Receptionist stared at me suspiciously.
"You sure you're not from Tescos?"
"Pretty sure, yes."
"Well. Name?"
I smiled warmly, enjoying the game. As if she hadn't been looking forward to this meeting all day. As if she hadn't ironed her Holiday Inn outfit especially. I could smell the extra-special starch from where I was standing.
"Holly Smale," I said, holding out my hand. "Nice to meet you."
Receptionist stared at my hand suspiciously.
"Right." She edged away slightly. "Sign here."
"What would you like me to write?" I asked. "Perhaps all the best from the Whitsundays, to you and your whole family?"
"The whats?" she said narrowly. "Your name will be fine. And I'll need your passport too."
"Goodness," I exclaimed, taken aback. There should be some kind of boundary, I thought: manners that non-famous people should adopt when confronted with celebrity. Demanding somebody else's passport is just not polite, and - frankly - it reeks of desperation. "Everybody just wants a piece of me," I confided sadly, leaning on the reception.
"Not really," she snapped back. "Just your passport. You can collect it again on check-out."
"Okay," I said, shaking my head and handing it out. "It's all very exhausting. I haven't slept in hours."
"Do you need a hand with your bags?" the receptionist said, ignoring me.
"Gosh, I'm not that famous," I said, tinkling with laughter. "As if I can't carry my own bags!" Then I paused. "Actually, I shouldn't be carrying my own bags. I was in Metro you know."
The receptionist rolled her eyes.
"Lovely. I'll get somebody else to help you. You're in room 409," she added.
"Keep it down," I hissed urgently. "You can't tell the paparazzi that!
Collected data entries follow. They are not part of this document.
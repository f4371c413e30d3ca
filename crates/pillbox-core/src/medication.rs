//! Medication entity and the add/update inputs that produce it.
//!
//! The serialized field names match the persisted slot format
//! (`createdAt`, `lastTaken`), so a collection written by any earlier
//! version of the store loads unchanged.

use chrono::{DateTime, NaiveTime, Timelike, Utc};
use serde::{Deserialize, Serialize};
use std::fmt;
use std::str::FromStr;

use crate::error::ValidationError;

/// Default schedule offered by the add form.
pub const DEFAULT_TIME: &str = "08:00";

/// How often a medication is meant to be taken.
///
/// Informational only: due status is computed from the `time` list, never
/// from the frequency label.
#[derive(Debug, Clone, Copy, PartialEq, Eq, Hash, Default, Serialize, Deserialize)]
pub enum Frequency {
    #[default]
    #[serde(rename = "Once daily")]
    OnceDaily,
    #[serde(rename = "Twice daily")]
    TwiceDaily,
    #[serde(rename = "Three times daily")]
    ThreeTimesDaily,
    #[serde(rename = "Every 6 hours")]
    Every6Hours,
    #[serde(rename = "Every 8 hours")]
    Every8Hours,
    #[serde(rename = "As needed")]
    AsNeeded,
}

impl Frequency {
    /// Every option, in the order the add form lists them.
    pub const ALL: [Frequency; 6] = [
        Frequency::OnceDaily,
        Frequency::TwiceDaily,
        Frequency::ThreeTimesDaily,
        Frequency::Every6Hours,
        Frequency::Every8Hours,
        Frequency::AsNeeded,
    ];

    pub fn label(&self) -> &'static str {
        match self {
            Self::OnceDaily => "Once daily",
            Self::TwiceDaily => "Twice daily",
            Self::ThreeTimesDaily => "Three times daily",
            Self::Every6Hours => "Every 6 hours",
            Self::Every8Hours => "Every 8 hours",
            Self::AsNeeded => "As needed",
        }
    }
}

impl FromStr for Frequency {
    type Err = ValidationError;

    fn from_str(s: &str) -> Result<Self, Self::Err> {
        let wanted = s.trim();
        Self::ALL
            .into_iter()
            .find(|f| f.label().eq_ignore_ascii_case(wanted))
            .ok_or_else(|| ValidationError::UnknownFrequency(wanted.to_string()))
    }
}

impl fmt::Display for Frequency {
    fn fmt(&self, f: &mut fmt::Formatter<'_>) -> fmt::Result {
        f.write_str(self.label())
    }
}

/// Parse one `HH:MM` entry (24-hour). A trailing `:SS` is accepted and dropped.
pub fn parse_time_of_day(entry: &str) -> Result<NaiveTime, ValidationError> {
    let invalid = || ValidationError::InvalidTime {
        value: entry.to_string(),
    };

    let digits = |s: &str| s.bytes().all(|b| b.is_ascii_digit());

    let mut parts = entry.trim().split(':');
    let hours = parts.next().ok_or_else(invalid)?;
    let minutes = parts.next().ok_or_else(invalid)?;
    if let Some(seconds) = parts.next() {
        if seconds.len() != 2 || !digits(seconds) {
            return Err(invalid());
        }
        if seconds.parse::<u32>().map_err(|_| invalid())? >= 60 {
            return Err(invalid());
        }
    }
    if parts.next().is_some() || hours.is_empty() || hours.len() > 2 || minutes.len() != 2 {
        return Err(invalid());
    }
    if !digits(hours) || !digits(minutes) {
        return Err(invalid());
    }

    let h = hours.parse::<u32>().map_err(|_| invalid())?;
    let m = minutes.parse::<u32>().map_err(|_| invalid())?;
    NaiveTime::from_hms_opt(h, m, 0).ok_or_else(invalid)
}

/// Parse a comma-separated schedule, keeping entry order.
///
/// # Errors
/// Returns the first entry that is not a valid time, or `InvalidTime` with an
/// empty value when the list has no entries at all.
pub fn parse_schedule(time_list: &str) -> Result<Vec<NaiveTime>, ValidationError> {
    if time_list.trim().is_empty() {
        return Err(ValidationError::InvalidTime {
            value: String::new(),
        });
    }
    time_list.split(',').map(parse_time_of_day).collect()
}

/// Canonical `HH:MM` text for a parsed time.
pub fn time_label(t: NaiveTime) -> String {
    format!("{:02}:{:02}", t.hour(), t.minute())
}

fn normalize_schedule(time_list: &str) -> Result<String, ValidationError> {
    let times = parse_schedule(time_list)?;
    Ok(times.into_iter().map(time_label).collect::<Vec<_>>().join(","))
}

fn require_text(field: &'static str, value: &str) -> Result<String, ValidationError> {
    let trimmed = value.trim();
    if trimmed.is_empty() {
        return Err(ValidationError::EmptyField { field });
    }
    Ok(trimmed.to_string())
}

/// A tracked medication.
#[derive(Debug, Clone, PartialEq, Eq, Serialize, Deserialize)]
#[serde(rename_all = "camelCase")]
pub struct Medication {
    pub id: u64,
    pub name: String,
    pub dose: String,
    pub frequency: Frequency,
    /// Comma-separated `HH:MM` daily dose times.
    pub time: String,
    pub created_at: DateTime<Utc>,
    pub last_taken: Option<DateTime<Utc>>,
}

impl Medication {
    /// Scheduled times that parse; malformed entries are skipped.
    pub fn schedule(&self) -> Vec<NaiveTime> {
        self.time
            .split(',')
            .filter_map(|entry| parse_time_of_day(entry).ok())
            .collect()
    }
}

/// Add-form input. Identity and timestamps are assigned by the repository.
#[derive(Debug, Clone, PartialEq, Eq, Serialize, Deserialize)]
pub struct NewMedication {
    pub name: String,
    pub dose: String,
    #[serde(default)]
    pub frequency: Frequency,
    #[serde(default = "default_time")]
    pub time: String,
}

fn default_time() -> String {
    DEFAULT_TIME.to_string()
}

impl NewMedication {
    pub fn new(name: impl Into<String>, dose: impl Into<String>) -> Self {
        Self {
            name: name.into(),
            dose: dose.into(),
            frequency: Frequency::default(),
            time: default_time(),
        }
    }

    pub fn with_frequency(mut self, frequency: Frequency) -> Self {
        self.frequency = frequency;
        self
    }

    pub fn with_time(mut self, time: impl Into<String>) -> Self {
        self.time = time.into();
        self
    }

    /// Trim text fields and canonicalize the schedule.
    ///
    /// # Errors
    /// Fails on an empty name or dose, or a schedule with no valid entry.
    pub fn validated(&self) -> Result<NewMedication, ValidationError> {
        Ok(NewMedication {
            name: require_text("name", &self.name)?,
            dose: require_text("dose", &self.dose)?,
            frequency: self.frequency,
            time: normalize_schedule(&self.time)?,
        })
    }

    pub(crate) fn into_medication(self, id: u64, now: DateTime<Utc>) -> Medication {
        Medication {
            id,
            name: self.name,
            dose: self.dose,
            frequency: self.frequency,
            time: self.time,
            created_at: now,
            last_taken: None,
        }
    }
}

/// Field replacements for an update. `None` leaves a field unchanged.
///
/// `id` and `createdAt` are immutable and have no slot here.
#[derive(Debug, Clone, Default, PartialEq, Eq)]
pub struct MedicationPatch {
    pub name: Option<String>,
    pub dose: Option<String>,
    pub frequency: Option<Frequency>,
    pub time: Option<String>,
    pub last_taken: Option<DateTime<Utc>>,
}

impl MedicationPatch {
    pub fn taken_at(at: DateTime<Utc>) -> Self {
        Self {
            last_taken: Some(at),
            ..Self::default()
        }
    }

    pub fn is_empty(&self) -> bool {
        self == &Self::default()
    }

    /// Validate every present field the same way add input is validated.
    ///
    /// # Errors
    /// Fails on empty text, a bad schedule, or a take time after `now`.
    pub fn validated(&self, now: DateTime<Utc>) -> Result<MedicationPatch, ValidationError> {
        if let Some(at) = self.last_taken {
            if at > now {
                return Err(ValidationError::TakenInFuture(at));
            }
        }
        Ok(MedicationPatch {
            name: self.name.as_deref().map(|n| require_text("name", n)).transpose()?,
            dose: self.dose.as_deref().map(|d| require_text("dose", d)).transpose()?,
            frequency: self.frequency,
            time: self.time.as_deref().map(normalize_schedule).transpose()?,
            last_taken: self.last_taken,
        })
    }

    /// Merge present fields into `med`.
    pub fn apply(&self, med: &mut Medication) {
        if let Some(name) = &self.name {
            med.name = name.clone();
        }
        if let Some(dose) = &self.dose {
            med.dose = dose.clone();
        }
        if let Some(frequency) = self.frequency {
            med.frequency = frequency;
        }
        if let Some(time) = &self.time {
            med.time = time.clone();
        }
        if let Some(at) = self.last_taken {
            med.last_taken = Some(at);
        }
    }
}

#[cfg(test)]
mod tests {
    use super::*;
    use chrono::TimeZone;

    fn sample() -> Medication {
        Medication {
            id: 1_700_000_000_000,
            name: "Lisinopril".to_string(),
            dose: "10mg".to_string(),
            frequency: Frequency::OnceDaily,
            time: "08:00".to_string(),
            created_at: Utc.with_ymd_and_hms(2026, 10, 19, 7, 0, 0).unwrap(),
            last_taken: None,
        }
    }

    #[test]
    fn medication_serializes_with_slot_field_names() {
        let json = serde_json::to_value(sample()).unwrap();
        let obj = json.as_object().unwrap();
        for key in ["id", "name", "dose", "frequency", "time", "createdAt", "lastTaken"] {
            assert!(obj.contains_key(key), "missing {key}");
        }
        assert_eq!(json["frequency"], "Once daily");
        assert!(json["lastTaken"].is_null());
        assert!(json["id"].is_number());
    }

    #[test]
    fn medication_reads_browser_style_timestamps() {
        let raw = r#"{"id":1718000000000,"name":"Metformin","dose":"500mg",
            "frequency":"Twice daily","time":"08:00,20:00",
            "createdAt":"2024-06-10T06:13:20.000Z","lastTaken":"2024-06-10T08:02:11.512Z"}"#;
        let med: Medication = serde_json::from_str(raw).unwrap();
        assert_eq!(med.frequency, Frequency::TwiceDaily);
        assert_eq!(med.schedule().len(), 2);
        assert!(med.last_taken.is_some());
    }

    #[test]
    fn frequency_parses_labels_case_insensitively() {
        assert_eq!("every 8 hours".parse::<Frequency>().unwrap(), Frequency::Every8Hours);
        assert_eq!(" As needed ".parse::<Frequency>().unwrap(), Frequency::AsNeeded);
        assert!("weekly".parse::<Frequency>().is_err());
        for f in Frequency::ALL {
            assert_eq!(f.to_string().parse::<Frequency>().unwrap(), f);
        }
    }

    #[test]
    fn time_of_day_parsing() {
        assert_eq!(time_label(parse_time_of_day("8:05").unwrap()), "08:05");
        assert_eq!(time_label(parse_time_of_day(" 20:30 ").unwrap()), "20:30");
        assert_eq!(time_label(parse_time_of_day("07:15:00").unwrap()), "07:15");
        assert!(parse_time_of_day("24:00").is_err());
        assert!(parse_time_of_day("12:60").is_err());
        assert!(parse_time_of_day("noon").is_err());
        assert!(parse_time_of_day("12:5").is_err());
        assert!(parse_time_of_day("").is_err());
        assert!(parse_time_of_day("+8:00").is_err());
        assert!(parse_time_of_day("08:+5").is_err());
        assert!(parse_time_of_day("07:15:99").is_err());
        assert!(parse_time_of_day("07:15:+1").is_err());
    }

    #[test]
    fn schedule_requires_at_least_one_entry() {
        assert!(parse_schedule("").is_err());
        assert!(parse_schedule("08:00,").is_err());
        assert_eq!(parse_schedule("08:00, 20:00").unwrap().len(), 2);
    }

    #[test]
    fn schedule_skips_malformed_entries() {
        let mut med = sample();
        med.time = "08:00,bogus,20:00".to_string();
        assert_eq!(med.schedule().len(), 2);
    }

    #[test]
    fn new_medication_validation_trims_and_normalizes() {
        let input = NewMedication::new("  Lisinopril ", "10mg").with_time("8:00, 20:00");
        let valid = input.validated().unwrap();
        assert_eq!(valid.name, "Lisinopril");
        assert_eq!(valid.time, "08:00,20:00");
        assert_eq!(valid.frequency, Frequency::OnceDaily);
    }

    #[test]
    fn new_medication_rejects_empty_fields() {
        let err = NewMedication::new("   ", "10mg").validated().unwrap_err();
        assert_eq!(err, ValidationError::EmptyField { field: "name" });
        let err = NewMedication::new("Aspirin", "").validated().unwrap_err();
        assert_eq!(err, ValidationError::EmptyField { field: "dose" });
    }

    #[test]
    fn new_medication_defaults_from_json() {
        let input: NewMedication =
            serde_json::from_str(r#"{"name":"Aspirin","dose":"81mg"}"#).unwrap();
        assert_eq!(input.time, DEFAULT_TIME);
        assert_eq!(input.frequency, Frequency::OnceDaily);
    }

    #[test]
    fn patch_applies_only_present_fields() {
        let mut med = sample();
        let patch = MedicationPatch {
            dose: Some("20mg".to_string()),
            ..MedicationPatch::default()
        };
        patch.apply(&mut med);
        assert_eq!(med.dose, "20mg");
        assert_eq!(med.name, "Lisinopril");
        assert!(med.last_taken.is_none());
    }

    #[test]
    fn patch_rejects_future_take() {
        let now = Utc.with_ymd_and_hms(2026, 10, 19, 9, 0, 0).unwrap();
        let patch = MedicationPatch::taken_at(now + chrono::Duration::minutes(5));
        assert!(matches!(
            patch.validated(now),
            Err(ValidationError::TakenInFuture(_))
        ));
        assert!(MedicationPatch::taken_at(now).validated(now).is_ok());
    }
}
I'll be hounded. Hounded, I tell you. I've only just managed to get rid of them!"
The receptionist looked over my shoulder and raised an eyebrow.
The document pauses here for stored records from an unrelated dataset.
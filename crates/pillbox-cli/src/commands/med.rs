//! Medication management commands for CLI.

use clap::Subcommand;
use pillbox_core::{Config, Frequency, MedicationPatch, NewMedication};

use super::{open_app, open_repository, App};

#[derive(Subcommand)]
pub enum MedAction {
    /// Add a medication
    Add {
        /// Medication name (e.g. "Lisinopril")
        name: String,
        /// Dosage (e.g. "10mg")
        #[arg(long)]
        dose: String,
        /// Once daily, Twice daily, Three times daily, Every 6 hours,
        /// Every 8 hours or As needed
        #[arg(long, default_value = "Once daily")]
        frequency: String,
        /// Comma-separated HH:MM dose times
        #[arg(long, default_value = "08:00")]
        time: String,
    },
    /// List medications as JSON
    List,
    /// Get medication details
    Get {
        /// Medication ID
        id: u64,
    },
    /// Record a dose taken now
    Take {
        /// Medication ID
        id: u64,
    },
    /// Update a medication
    Update {
        /// Medication ID
        id: u64,
        /// New name
        #[arg(long)]
        name: Option<String>,
        /// New dosage
        #[arg(long)]
        dose: Option<String>,
        /// New frequency label
        #[arg(long)]
        frequency: Option<String>,
        /// New comma-separated HH:MM dose times
        #[arg(long)]
        time: Option<String>,
    },
    /// Delete a medication
    Delete {
        /// Medication ID
        id: u64,
    },
}

fn loaded_app(config: &Config) -> Result<App, Box<dyn std::error::Error>> {
    let app = open_app(config)?;
    if let Some(message) = app.error() {
        return Err(message.into());
    }
    Ok(app)
}

pub fn run(action: MedAction) -> Result<(), Box<dyn std::error::Error>> {
    let config = Config::load_or_default();

    match action {
        MedAction::Add {
            name,
            dose,
            frequency,
            time,
        } => {
            let input = NewMedication::new(name, dose)
                .with_frequency(frequency.parse::<Frequency>()?)
                .with_time(time);
            let mut app = loaded_app(&config)?;
            let event = app.add(input)?;
            if let Some(added) = app.medications().last() {
                println!("Medication added: {}", added.id);
            }
            println!("{}", serde_json::to_string_pretty(&event)?);
        }
        MedAction::List => {
            let repo = open_repository(&config)?;
            println!("{}", serde_json::to_string_pretty(&repo.list())?);
        }
        MedAction::Get { id } => {
            let repo = open_repository(&config)?;
            match repo.get(id) {
                Some(med) => println!("{}", serde_json::to_string_pretty(&med)?),
                None => return Err(format!("Medication not found: {id}").into()),
            }
        }
        MedAction::Take { id } => {
            let mut app = loaded_app(&config)?;
            let event = app.take(id)?;
            println!("{}", serde_json::to_string_pretty(&event)?);
        }
        MedAction::Update {
            id,
            name,
            dose,
            frequency,
            time,
        } => {
            let patch = MedicationPatch {
                name,
                dose,
                frequency: frequency.map(|f| f.parse::<Frequency>()).transpose()?,
                time,
                last_taken: None,
            };
            if patch.is_empty() {
                return Err(
                    "nothing to update: pass at least one of --name, --dose, --frequency, --time"
                        .into(),
                );
            }
            let mut repo = open_repository(&config)?;
            let med = repo.require_update(id, patch)?;
            println!("Medication updated:");
            println!("{}", serde_json::to_string_pretty(&med)?);
        }
        MedAction::Delete { id } => {
            let mut app = loaded_app(&config)?;
            let event = app.delete(id)?;
            println!("Medication deleted: {id}");
            println!("{}", serde_json::to_string_pretty(&event)?);
        }
    }
    Ok(())
}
"I can't see any paparazzi."
"Well of course not. I just told you: I managed to get rid of them. But you just wait: all I have to do is ring them up and tell them where I am and exactly what I'm wearing, and they'll be in the local restaurant in, like, forty five minutes flat. It's the BBC, you know. BBC One. Not even BBC Two."
"I've got another customer," the receptionist announced after a long pause. "I just heard them coming. From a long way away. We can't see them yet, but I know they're coming."
"Okay," I said understandingly, just like a common non-famous person. "I'll carry my bags myself."
And then I walked into the lift and pressed all of the buttons, in case the receptionist could see which floor I was heading to. As nice as she was, I didn't want her ringing me up at midnight and offering me sandwiches on the house and free pay-per-view films and what-not. She was obviously very taken with me, but you have to draw lines somewhere. Otherwise it would be embarrassing for everybody.
After all, fame's just all about keeping it in perspective, you know? Keeping it real. I learnt that from J-Lo herself.